-- Task statement --
Scan the material for the string "info" and copy out every line in which it occurs.

-- Given records --
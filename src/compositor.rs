// Compositor Module - Blends the current and next pattern into the frame buffer
use crate::layout::Position;
use crate::types::Rgb;

/// Overwrite each active slot with `current`, then fade `next` in over it by
/// `mix / 255`. The current pattern is always the baseline; at mix 0 the
/// buffer is exactly `current`. Inactive slots are never written.
pub fn composite(buffer: &mut [Rgb], positions: &[Position], current: &[Rgb], next: &[Rgb], mix: u8) {
    for p in positions.iter().filter(|p| p.active) {
        let i = p.index;
        buffer[i] = buffer[i].blend(current[i], 255);
        buffer[i] = buffer[i].blend(next[i], mix);
    }
}

/// Paint the background colour for slots with no LED behind them.
pub fn fill_inactive(buffer: &mut [Rgb], positions: &[Position], color: Rgb) {
    for p in positions.iter().filter(|p| !p.active) {
        buffer[p.index] = color;
    }
}

#[cfg(test)]
mod tests {
    use super::*;
    use crate::layout::{build_layout, LayoutConfiguration, RingSpec};
    use proptest::prelude::*;

    fn small_layout() -> Vec<Position> {
        build_layout(&LayoutConfiguration {
            slots_per_ring: 6,
            rings: vec![RingSpec::new(4.0, 10.0, 0.0)],
        })
    }

    #[test]
    fn test_mix_zero_is_current_exactly() {
        let positions = small_layout();
        let current = vec![Rgb::new(9, 99, 199); 6];
        let next = vec![Rgb::WHITE; 6];
        let mut buffer = vec![Rgb::new(50, 50, 50); 6];
        composite(&mut buffer, &positions, &current, &next, 0);
        assert_eq!(&buffer[..4], &current[..4]);
    }

    #[test]
    fn test_mix_full_is_next_exactly() {
        let positions = small_layout();
        let current = vec![Rgb::RED; 6];
        let next = vec![Rgb::BLUE; 6];
        let mut buffer = vec![Rgb::BLACK; 6];
        composite(&mut buffer, &positions, &current, &next, 255);
        assert!(buffer[..4].iter().all(|c| *c == Rgb::BLUE));
    }

    #[test]
    fn test_inactive_slots_keep_background() {
        let positions = small_layout();
        let mut buffer = vec![Rgb::BLACK; 6];
        fill_inactive(&mut buffer, &positions, Rgb::GREEN);
        composite(&mut buffer, &positions, &[Rgb::RED; 6], &[Rgb::BLUE; 6], 128);
        assert_eq!(buffer[4], Rgb::GREEN);
        assert_eq!(buffer[5], Rgb::GREEN);
        assert_ne!(buffer[0], Rgb::GREEN);
    }

    proptest! {
        #[test]
        fn result_lies_between_current_and_next(
            c in any::<(u8, u8, u8)>(),
            n in any::<(u8, u8, u8)>(),
            prior in any::<(u8, u8, u8)>(),
            mix in any::<u8>(),
        ) {
            let positions = small_layout();
            let current = vec![Rgb::new(c.0, c.1, c.2); 6];
            let next = vec![Rgb::new(n.0, n.1, n.2); 6];
            let mut buffer = vec![Rgb::new(prior.0, prior.1, prior.2); 6];
            composite(&mut buffer, &positions, &current, &next, mix);
            let out = buffer[0];
            for (o, a, b) in [(out.r, c.0, n.0), (out.g, c.1, n.1), (out.b, c.2, n.2)] {
                prop_assert!(o >= a.min(b) && o <= a.max(b));
            }
        }
    }
}
// Noise Module - Seeded 3D gradient noise and its fractal (octave) sum
use rand::rngs::StdRng;
use rand::seq::SliceRandom;
use rand::SeedableRng;
use serde::{Deserialize, Serialize};

/// World units are multiplied by this before reaching the lattice.
pub const DEFAULT_NOISE_SCALE: f64 = 100_000.0;

// The primitive takes 16.16 fixed-point style input: 65536 steps per lattice cell
const LATTICE_STEPS: f64 = 65_536.0;

#[derive(Debug, Clone, PartialEq, Serialize, Deserialize)]
#[serde(default)]
pub struct NoiseConfig {
    pub seed: u64,
    pub scale: f64,
}

impl Default for NoiseConfig {
    fn default() -> Self {
        NoiseConfig {
            seed: 0x5eed_1ed5,
            scale: DEFAULT_NOISE_SCALE,
        }
    }
}

/// Deterministic coherent noise field. Cheap to share by reference; holds no
/// per-frame state.
pub struct NoiseField {
    perm: [u8; 512],
    scale: f64,
}

impl NoiseField {
    pub fn new(config: &NoiseConfig) -> Self {
        let mut p: Vec<u8> = (0..=255u8).collect();
        let mut rng = StdRng::seed_from_u64(config.seed);
        p.shuffle(&mut rng);

        let mut perm = [0u8; 512];
        for (i, slot) in perm.iter_mut().enumerate() {
            *slot = p[i & 255];
        }

        NoiseField { perm, scale: config.scale }
    }

    pub fn scale(&self) -> f64 {
        self.scale
    }

    /// Single-octave sample in [0, 1].
    pub fn sample(&self, x: f64, y: f64, z: f64) -> f64 {
        let k = self.scale / LATTICE_STEPS;
        let raw = self.perlin(x * k, y * k, z * k);
        ((raw + 1.0) * 0.5).clamp(0.0, 1.0)
    }

    /// One-dimensional driver, used for slowly varying scalars.
    pub fn sample_1d(&self, t: f64) -> f64 {
        self.sample(t, 0.0, 0.0)
    }

    /// Sum of `octaves` samples at doubling frequency and halving amplitude.
    /// Each term is already normalised, so the result lies in [0, 2).
    pub fn fractal_sample(&self, x: f64, y: f64, z: f64, octaves: u32) -> f64 {
        let (mut x, mut y, mut z) = (x, y, z);
        let mut amp = 1.0;
        let mut r = 0.0;
        for _ in 0..octaves {
            r += self.sample(x, y, z) * amp;
            amp *= 0.5;
            x *= 2.0;
            y *= 2.0;
            z *= 2.0;
        }
        r
    }

    fn perlin(&self, x: f64, y: f64, z: f64) -> f64 {
        let xf = x.floor();
        let yf = y.floor();
        let zf = z.floor();
        let xi = (xf as i64 & 255) as usize;
        let yi = (yf as i64 & 255) as usize;
        let zi = (zf as i64 & 255) as usize;
        let x = x - xf;
        let y = y - yf;
        let z = z - zf;

        let u = fade(x);
        let v = fade(y);
        let w = fade(z);

        let p = &self.perm;
        let a = p[xi] as usize + yi;
        let aa = p[a] as usize + zi;
        let ab = p[a + 1] as usize + zi;
        let b = p[xi + 1] as usize + yi;
        let ba = p[b] as usize + zi;
        let bb = p[b + 1] as usize + zi;

        lerp(
            w,
            lerp(
                v,
                lerp(u, grad(p[aa], x, y, z), grad(p[ba], x - 1.0, y, z)),
                lerp(u, grad(p[ab], x, y - 1.0, z), grad(p[bb], x - 1.0, y - 1.0, z)),
            ),
            lerp(
                v,
                lerp(u, grad(p[aa + 1], x, y, z - 1.0), grad(p[ba + 1], x - 1.0, y, z - 1.0)),
                lerp(
                    u,
                    grad(p[ab + 1], x, y - 1.0, z - 1.0),
                    grad(p[bb + 1], x - 1.0, y - 1.0, z - 1.0),
                ),
            ),
        )
    }
}

fn fade(t: f64) -> f64 {
    t * t * t * (t * (t * 6.0 - 15.0) + 10.0)
}

fn lerp(t: f64, a: f64, b: f64) -> f64 {
    a + t * (b - a)
}

// 12 cube-edge gradients, padded to 16
fn grad(hash: u8, x: f64, y: f64, z: f64) -> f64 {
    let h = hash & 15;
    let u = if h < 8 { x } else { y };
    let v = if h < 4 {
        y
    } else if h == 12 || h == 14 {
        x
    } else {
        z
    };
    (if h & 1 == 0 { u } else { -u }) + (if h & 2 == 0 { v } else { -v })
}

#[cfg(test)]
mod tests {
    use super::*;
    use proptest::prelude::*;

    fn field() -> NoiseField {
        NoiseField::new(&NoiseConfig::default())
    }

    #[test]
    fn test_sample_range_and_determinism() {
        let a = field();
        let b = field();
        for i in 0..500 {
            let t = i as f64 * 0.0137;
            let v = a.sample(t, -t * 0.5, t * 2.0);
            assert!((0.0..=1.0).contains(&v));
            assert_eq!(v, b.sample(t, -t * 0.5, t * 2.0));
        }
    }

    #[test]
    fn test_different_seeds_differ() {
        let a = field();
        let b = NoiseField::new(&NoiseConfig { seed: 7, ..Default::default() });
        let differs = (0..50).any(|i| {
            let t = i as f64 * 0.031;
            a.sample(t, t, t) != b.sample(t, t, t)
        });
        assert!(differs);
    }

    #[test]
    fn test_lattice_points_sit_mid_range() {
        // Gradient noise is zero on integer lattice points
        let f = field();
        let cell = LATTICE_STEPS / f.scale();
        assert!((f.sample(cell * 3.0, cell * 5.0, cell) - 0.5).abs() < 1e-9);
    }

    #[test]
    fn test_fractal_octaves_bound() {
        let f = field();
        for i in 0..200 {
            let t = i as f64 * 0.021;
            assert_eq!(f.fractal_sample(t, t, t, 1), f.sample(t, t, t));
            let v = f.fractal_sample(t, 0.3 * t, 1.0 - t, 4);
            assert!((0.0..2.0).contains(&v));
        }
        assert_eq!(f.fractal_sample(1.0, 2.0, 3.0, 0), 0.0);
    }

    proptest! {
        #[test]
        fn fractal_sample_is_continuous(
            x in -50.0f64..50.0,
            y in -50.0f64..50.0,
            z in -50.0f64..50.0,
            octaves in 1u32..=4,
        ) {
            let f = field();
            let lattice_per_unit = f.scale() / LATTICE_STEPS;
            let base = f.fractal_sample(x, y, z, octaves);
            let mut previous_bound = f64::INFINITY;
            for eps in [1e-2, 1e-4, 1e-6, 1e-8] {
                let diff = (f.fractal_sample(x + eps, y, z, octaves) - base).abs();
                let bound = 8.0 * eps * lattice_per_unit * (1u32 << octaves) as f64;
                prop_assert!(diff <= bound, "eps={} diff={} bound={}", eps, diff, bound);
                prop_assert!(bound < previous_bound);
                previous_bound = bound;
            }
        }
    }
}
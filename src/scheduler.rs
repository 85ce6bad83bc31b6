// Scheduler Module - Frame ticks, pattern rotation and crossfade timing
use anyhow::Result;
use serde::{Deserialize, Serialize};
use std::time::{Duration, Instant};

use crate::compositor::{composite, fill_inactive};
use crate::layout::Layout;
use crate::noise::NoiseField;
use crate::palette::Palette;
use crate::patterns::{Frame, PatternGenerator, QuadrantTest};
use crate::sink::DisplaySink;
use crate::types::Rgb;

/// Monotonic millisecond clock. Sampled once per frame.
pub trait Clock {
    fn now_ms(&self) -> u64;
}

pub struct SystemClock {
    start: Instant,
}

impl SystemClock {
    pub fn new() -> Self {
        SystemClock { start: Instant::now() }
    }
}

impl Clock for SystemClock {
    fn now_ms(&self) -> u64 {
        self.start.elapsed().as_millis() as u64
    }
}

#[derive(Debug, Clone, PartialEq, Serialize, Deserialize)]
#[serde(default)]
pub struct ScheduleConfig {
    pub pattern_interval_secs: f64,
    pub crossfade_step_ms: u64,
}

impl Default for ScheduleConfig {
    fn default() -> Self {
        ScheduleConfig {
            pattern_interval_secs: 120.0,
            crossfade_step_ms: 20,
        }
    }
}

/// Fires when at least `interval_ms` has passed since its own last fire,
/// however many frames that took. One fire per poll.
#[derive(Debug, Clone)]
pub struct PeriodicTimer {
    interval_ms: u64,
    last_fire_ms: u64,
}

impl PeriodicTimer {
    pub fn new(interval_ms: u64, start_ms: u64) -> Self {
        PeriodicTimer { interval_ms, last_fire_ms: start_ms }
    }

    /// Re-anchor the phase: the next fire is `interval_ms` after `now_ms`.
    pub fn restart(&mut self, now_ms: u64) {
        self.last_fire_ms = now_ms;
    }

    pub fn poll(&mut self, now_ms: u64) -> bool {
        if now_ms.saturating_sub(self.last_fire_ms) >= self.interval_ms {
            self.last_fire_ms = now_ms;
            true
        } else {
            false
        }
    }
}

/// Which pattern is showing, which is fading in, and how far.
#[derive(Debug, Clone, Copy, PartialEq, Eq)]
pub struct AnimationState {
    current: usize,
    next: usize,
    mix: u8,
    pattern_count: usize,
}

impl AnimationState {
    pub fn new(pattern_count: usize) -> Self {
        let pattern_count = pattern_count.max(1);
        AnimationState {
            current: 0,
            next: 1 % pattern_count,
            mix: 0,
            pattern_count,
        }
    }

    pub fn current(&self) -> usize {
        self.current
    }

    pub fn next(&self) -> usize {
        self.next
    }

    pub fn mix(&self) -> u8 {
        self.mix
    }

    /// Promote the incoming pattern and restart the fade from zero.
    pub fn advance(&mut self) {
        self.current = self.next;
        self.next = (self.current + 1) % self.pattern_count;
        self.mix = 0;
    }

    pub fn step_crossfade(&mut self) {
        self.mix = self.mix.saturating_add(1);
    }
}

/// Wall time spent in each half of a tick.
#[derive(Debug, Clone, Copy, Default)]
pub struct TickStats {
    pub render: Duration,
    pub transmit: Duration,
}

pub struct Scheduler {
    layout: Layout,
    noise: NoiseField,
    palette: Palette,
    generators: Vec<Box<dyn PatternGenerator>>,
    state: AnimationState,
    advance_timer: PeriodicTimer,
    crossfade_timer: PeriodicTimer,
    frame: Vec<Rgb>,
    current_out: Vec<Rgb>,
    next_out: Vec<Rgb>,
}

impl Scheduler {
    pub fn new(
        layout: Layout,
        noise: NoiseField,
        palette: Palette,
        generators: Vec<Box<dyn PatternGenerator>>,
        schedule: &ScheduleConfig,
        start_ms: u64,
    ) -> Result<Self> {
        if generators.is_empty() {
            anyhow::bail!("Pattern set is empty");
        }

        let len = layout.len();
        let mut frame = vec![Rgb::BLACK; len];
        fill_inactive(&mut frame, layout.positions(), Rgb::BLACK);

        let advance_ms = (schedule.pattern_interval_secs.max(0.0) * 1000.0) as u64;

        Ok(Scheduler {
            state: AnimationState::new(generators.len()),
            layout,
            noise,
            palette,
            generators,
            advance_timer: PeriodicTimer::new(advance_ms, start_ms),
            crossfade_timer: PeriodicTimer::new(schedule.crossfade_step_ms, start_ms),
            frame,
            current_out: vec![Rgb::BLACK; len],
            next_out: vec![Rgb::BLACK; len],
        })
    }

    pub fn layout(&self) -> &Layout {
        &self.layout
    }

    pub fn state(&self) -> &AnimationState {
        &self.state
    }

    pub fn frame(&self) -> &[Rgb] {
        &self.frame
    }

    pub fn pattern_names(&self) -> Vec<&str> {
        self.generators.iter().map(|g| g.name()).collect()
    }

    /// Render current and next into their private buffers and composite.
    pub fn render_frame(&mut self, now_ms: u64) {
        let frame = Frame {
            positions: self.layout.positions(),
            now_ms,
            noise: &self.noise,
            palette: &self.palette,
        };

        let (current, next) = (self.state.current, self.state.next);
        self.generators[current].render(&frame, &mut self.current_out);
        if next == current {
            // A lone pattern must not advance its own state twice per frame
            self.next_out.copy_from_slice(&self.current_out);
        } else {
            self.generators[next].render(&frame, &mut self.next_out);
        }

        composite(
            &mut self.frame,
            self.layout.positions(),
            &self.current_out,
            &self.next_out,
            self.state.mix,
        );
    }

    /// Service the pattern-advance and crossfade timers against `now_ms`.
    /// An advance restarts the fade, so the frame after it always shows the
    /// new current pattern alone. The crossfade phase is re-anchored at each
    /// advance and does not step on the advancing tick.
    pub fn poll_timers(&mut self, now_ms: u64) {
        if self.advance_timer.poll(now_ms) {
            self.state.advance();
            self.crossfade_timer.restart(now_ms);
            tracing::info!(
                current = self.generators[self.state.current].name(),
                next = self.generators[self.state.next].name(),
                "pattern advanced"
            );
        } else if self.crossfade_timer.poll(now_ms) {
            self.state.step_crossfade();
        }
    }

    /// One full frame: render, hand off to the sink, then run the timers.
    pub fn tick(&mut self, now_ms: u64, sink: &mut dyn DisplaySink, brightness: u8) -> Result<TickStats> {
        let started = Instant::now();
        self.render_frame(now_ms);
        let render = started.elapsed();

        let started = Instant::now();
        sink.show(&self.frame, brightness)?;
        let transmit = started.elapsed();

        self.poll_timers(now_ms);
        Ok(TickStats { render, transmit })
    }

    /// Colour for slots with no LED behind them. Never touched by rendering.
    pub fn set_background(&mut self, color: Rgb) {
        fill_inactive(&mut self.frame, self.layout.positions(), color);
    }

    /// Write the quadrant test pattern straight into the frame buffer.
    pub fn render_test_pattern(&mut self, now_ms: u64) {
        let frame = Frame {
            positions: self.layout.positions(),
            now_ms,
            noise: &self.noise,
            palette: &self.palette,
        };
        QuadrantTest.render(&frame, &mut self.frame);
    }
}
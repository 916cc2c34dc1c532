//! Subcommand: `converse chat` -- terminal REPL.
//!
//! Reads one message per line, streams the reply tokens as they arrive and
//! prints tool progress and notices inline. Ctrl-C exits; a reply in flight
//! is cancelled and persisted as such.

use std::io::{self, Write};

use anyhow::{Context, Result};
use futures::StreamExt;
use tokio::io::{AsyncBufReadExt, BufReader};
use tracing::info;
use uuid::Uuid;

use converse_agent::{Mode, TurnEvent, TurnRequest};

use crate::engine::Engine;

/// Run the interactive chat loop.
pub async fn cmd_chat(engine: Engine, session: Option<String>, mut mode: Mode) -> Result<()> {
    let session_id = session
        .filter(|s| !s.trim().is_empty())
        .unwrap_or_else(|| Uuid::now_v7().to_string());
    let orchestrator = &engine.orchestrator;

    let previous = engine
        .store
        .conversations()
        .messages(&session_id, None)
        .await
        .context("failed to load session history")?;

    println!();
    println!("  Converse v{}", env!("CARGO_PKG_VERSION"));
    println!("  Session:  {session_id}");
    println!("  Provider: {}", engine.config.default_target());
    if !previous.is_empty() {
        println!("  Resuming: {} earlier messages", previous.len());
    }
    println!("  Type a message, `/mode plain|web_search|deep_research`, or `quit`.");
    println!();

    let mut lines = BufReader::new(tokio::io::stdin()).lines();
    let mut stdout = io::stdout();

    'repl: loop {
        print!("you> ");
        stdout.flush()?;

        let line = tokio::select! {
            line = lines.next_line() => line.context("failed to read input")?,
            _ = tokio::signal::ctrl_c() => break,
        };
        let Some(line) = line else { break };
        let trimmed = line.trim();
        if trimmed.is_empty() {
            continue;
        }
        if trimmed == "quit" || trimmed == "exit" {
            break;
        }
        if let Some(arg) = trimmed.strip_prefix("/mode") {
            match arg.trim().parse::<Mode>() {
                Ok(m) => {
                    mode = m;
                    println!("  mode: {mode}");
                }
                Err(e) => println!("  {e}"),
            }
            continue;
        }

        let request = TurnRequest::new(&session_id, trimmed).with_mode(mode);
        let mut stream = match orchestrator.handle(request).await {
            Ok(stream) => stream,
            Err(e) => {
                println!("  Error ({}): {e}", e.kind());
                continue;
            }
        };

        print!("assistant> ");
        stdout.flush()?;
        loop {
            let event = tokio::select! {
                event = stream.next() => event,
                // Dropping the stream cancels the turn.
                _ = tokio::signal::ctrl_c() => break 'repl,
            };
            let Some(event) = event else { break };
            if render(&event, &mut stdout)? {
                break;
            }
        }
    }

    println!();
    orchestrator.close_session(&session_id);
    let report = orchestrator.reconcile().await;
    info!(%session_id, remaining = report.remaining, "chat session ended");
    Ok(())
}

/// Print one event. Returns `true` for the terminal event.
fn render(event: &TurnEvent, out: &mut impl Write) -> io::Result<bool> {
    match event {
        TurnEvent::Thinking { .. } => {}
        TurnEvent::Token { text, .. } => {
            write!(out, "{text}")?;
            out.flush()?;
        }
        TurnEvent::Info { message, .. } => writeln!(out, "\n  [info] {message}")?,
        TurnEvent::ToolStarted {
            step,
            tool,
            description,
            ..
        } => writeln!(out, "\n  [step {}] {tool}: {description}", step + 1)?,
        TurnEvent::ToolFinished {
            step,
            tool,
            ok,
            duration_ms,
            error,
            ..
        } => {
            let status = if *ok { "done" } else { "failed" };
            write!(out, "  [step {}] {tool} {status} in {duration_ms}ms", step + 1)?;
            match error {
                Some(e) => writeln!(out, ": {e}")?,
                None => writeln!(out)?,
            }
        }
        TurnEvent::Complete {
            served_by,
            usage,
            durable,
            ..
        } => {
            writeln!(out)?;
            let saved = if *durable { "" } else { ", not yet saved" };
            writeln!(
                out,
                "  ({served_by}, {} tokens{saved})",
                usage.input_tokens + usage.output_tokens
            )?;
            return Ok(true);
        }
        TurnEvent::Error { kind, reason, .. } => {
            writeln!(out, "\n  Error ({kind}): {reason}")?;
            return Ok(true);
        }
        TurnEvent::Cancelled { .. } => {
            writeln!(out, "\n  [cancelled]")?;
            return Ok(true);
        }
    }
    Ok(false)
}
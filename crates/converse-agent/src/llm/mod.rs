//! Language-model integration layer.
//!
//! - [`types`] -- Provider-agnostic messages, requests, targets and usage.
//! - [`provider`] -- The [`Provider`] trait every backend implements.
//! - [`client`] -- HTTP client for OpenAI-compatible and Anthropic APIs.
//! - [`router`] -- Retry, fallback and plan-tier policy over providers.
//! - [`streaming`] -- SSE parser for Anthropic incremental responses.
//! - [`streaming_openai`] -- SSE parser for OpenAI incremental responses.

pub mod client;
pub mod provider;
pub mod router;
pub mod streaming;
pub mod streaming_openai;
pub mod types;

pub use client::LlmClient;
pub use provider::Provider;
pub use router::{Generation, ProviderRouter, RetryPolicy, RouteRequest, RouterSettings};
pub use types::{ChatRequest, Message, ProviderTarget, Role, StreamOutcome, Usage};
//! Conversation engine for Converse.
//!
//! This crate turns one inbound message into a context-augmented,
//! provider-routed, cancellable streamed reply.
//!
//! ## Architecture
//!
//! ```text
//!                 ┌──────────────┐
//!   TurnRequest ─>│ Orchestrator │──> TurnStream (thinking, token, ..., complete)
//!                 └──────┬───────┘
//!        ┌───────────────┼──────────────┬──────────────┐
//!  ┌─────┴─────┐  ┌──────┴──────┐  ┌────┴────┐  ┌──────┴───────┐
//!  │  Session  │  │  Retrieval  │  │ Planner │  │   Provider   │
//!  │  Manager  │  │   Engine    │  │+Executor│  │    Router    │
//!  └───────────┘  └──────┬──────┘  └────┬────┘  └──────┬───────┘
//!                 ┌──────┴──────┐  ┌────┴────┐  ┌──────┴───────┐
//!                 │ MemoryStore │  │  Tools  │  │  LlmClient   │
//!                 │ + WebSearch │  │         │  │ (OpenAI/SSE, │
//!                 └─────────────┘  └─────────┘  │  Anthropic)  │
//!                                               └──────────────┘
//! ```
//!
//! ## Modules
//!
//! - [`orchestrator`] -- Turn entry point, persistence and reconciliation.
//! - [`session`] -- Per-session generation state machine and busy policy.
//! - [`llm`] -- Provider trait, HTTP clients, stream parsers and the router.
//! - [`retrieval`] -- Memory and web context with timeouts and budgets.
//! - [`planner`] -- Goal decomposition into tool plans.
//! - [`executor`] -- Sequential plan execution.
//! - [`tools`] -- Tool trait and schema-validating registry.
//! - [`prompt`] -- Prompt assembly and quick fact capture.
//! - [`guard`] -- Input sanitization.
//! - [`turn`] -- Request and event types.
//! - [`config`] -- TOML configuration.
//! - [`error`] -- Agent error types.

pub mod config;
pub mod error;
pub mod executor;
pub mod guard;
pub mod llm;
pub mod orchestrator;
pub mod planner;
pub mod prompt;
pub mod retrieval;
pub mod session;
pub mod tools;
pub mod turn;

// Re-export the most commonly used types at the crate root.
pub use config::{AppConfig, PlanConfig, ProviderConfig, ProviderKind};
pub use error::{AgentError, ErrorKind, Result, ToolError};
pub use executor::{PlanExecutor, PlanReport, StepStatus, ToolInvocation};
pub use guard::{GuardedInput, InputGuard};
pub use llm::{
    ChatRequest, Generation, LlmClient, Message, Provider, ProviderRouter, ProviderTarget,
    RetryPolicy, Role, RouteRequest, RouterSettings, StreamOutcome, Usage,
};
pub use orchestrator::{Orchestrator, ReconcileReport, TurnStream};
pub use planner::{Plan, PlanStep, Planner};
pub use prompt::{CapturedFact, FactCapture, PromptBuilder, PromptInput};
pub use retrieval::{
    ContextBundle, ContextItem, RetrievalEngine, RetrievalQuery, RetrievalSettings, SearchHit,
    WebSearch,
};
pub use session::{BusyPolicy, GenerationState, SessionManager, TurnGuard};
pub use tools::{Tool, ToolDescriptor, ToolRegistry};
pub use turn::{Mode, TurnEvent, TurnRequest};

-- Solution to the problem --
            tracing::info!(
use tracing::info;
    info!(%session_id, remaining = report.remaining, "chat session ended");
        TurnEvent::Info { message, .. } => writeln!(out, "\n  [info] {message}")?,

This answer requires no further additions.